Kazakların nasıl sefere çıktıklarını, Lehlilerle nasıl savaştıklarını anlatmaya girişmeyeceğiz; tarih bunları uzun uzun yazar. Öfkesi kabaran bir ulusun din uğruna yaptığı bu savaşta yenilmezliğini ortaya koyduğunu bütün dünya bilir. O, öyle bir ulustur ki, fırtınalı, kükreyen bir denizin ortasında dimdik duran yılmaz, sarsılmaz bir kayaya benzer. Kocaman taşlardan yapılmış kale surları gibi, denizin ta dibinden başlayıp başını bulutlara dayayan ulu bir kaya... Nereden bakılırsa bakılsın, her yerden görülür, bütün azgın dalgalar onu tanır. Kasırgaya tutulup ona çarpacak gemilerin vay haline! Gövdesi, kaburgası parça parça olur, içindekilerin ölüm çığlıkları gökleri tutar...
Leh askerlerinin kentlerini bırakıp bırakıp kaçtıklarını, vicdansız Yahudi tefecilerin darağaçlarında sallandırıldıklarını, Leh Kralı'nın başkomutanı Nikolay Pototskiy ile büyük ordusunun, yenilmez Kazaklar karşısında çil yavrusu gibi dağıldıklarını tarih kitapları bütün ayrıntılarıyla anlatır.

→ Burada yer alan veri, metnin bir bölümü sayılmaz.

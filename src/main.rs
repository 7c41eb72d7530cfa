use clap::Parser;
use dagr::cli::{Cli, Commands};
use dagr::cli_handlers;
use std::process;

fn main() {
    tracing_subscriber::fmt()
        .with_env_filter(tracing_subscriber::EnvFilter::from_default_env())
        .with_writer(std::io::stderr)
        .init();

    let cli = Cli::parse();
    let source = &cli.source;

    let result = match cli.command {
        Commands::Show { undirected } => {
            cli_handlers::handle_show(source, undirected).map(|()| true)
        }
        Commands::Heads { json } => cli_handlers::handle_heads(source, json).map(|()| true),
        Commands::Sort { json } => cli_handlers::handle_sort(source, json),
        Commands::Check { json } => cli_handlers::handle_check(source, json),
        Commands::Dataset => cli_handlers::handle_dataset(source).map(|()| true),
    };

    match result {
        Ok(true) => {}
        // A cyclic graph is a normal answer, reported through the exit status
        Ok(false) => process::exit(1),
        Err(e) => {
            eprintln!("Error: {e:#}");
            process::exit(2);
        }
    }
}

Pototskiy bozguna uğrayan ordusunu Kazaklardan kurtarayım derken, ufacık bir ırmaktan geçtiği sırada en seçme savaşçılarını sulara kaptırdı. Gene de Kazaklar, Polonnıy kasabasında ona yetişip ordusunu dört bir yandan kuşatınca "Aman!" dedi, Ukraynalıların bütün haklarını, bütün eski topraklarını geriye verecekleri konusunda kral ve hükümeti adına ant içti. Ama Kazaklar, Lehli andının ne olduğunu iyi biliyorlardı. Artık Nikolay Pototskiy altı bin altın değerindeki atına kurulup saraylı kibar hanımlara caka satamayacak, Lehistan Meclisi'nde verdiği görkemli şölenlerle hovardalık gösterisi yapıp senatörleri kıskançlıktan çatlatamayacaktı. Fakat Polonnıy'da Kazakların yollarını kesen Rus papazları kurtardı Pototskiy'i. Başında tacıyla en önde piskopos, onun arkasında, pırıl pırıl işlemeli cüppelerini giymiş, ellerinde haçlar, aziz resimleri tutan bir papaz alayı karşıdan görünüverince, Kazaklar kalpaklarını çıkardılar, saygıyla eğildiler. O sırada kim olursa olsun, kralın kendisine bile bu saygıyı göstermezlerdi.Ama, Ortodoks din adamlarına karşı başka türlü davranabilirler miydi? Kazak atamanı albayları topladı; Ortodoks kilisesinin bağımsız olacağı, bütün düşmanlıkların unutulacağı, Kazak ordusuna bir zarar verilmeyeceği konusunda Pototskiy'den söz aldıktan sonra onu salıverdiler. Yalnızca bir albay onaylamadı barışı, o da Albay Taras'tı. Perçeminden bir tutam saç kopararak;
- Beni iyi dinleyin, ağalar, albaylar! dedi. Sizin bu yaptığınızı karılar yapmaz. Lehlilerin sözüne kanarsanız kancık köpekler gibi sizi satacaklarını bilmiyor musunuz!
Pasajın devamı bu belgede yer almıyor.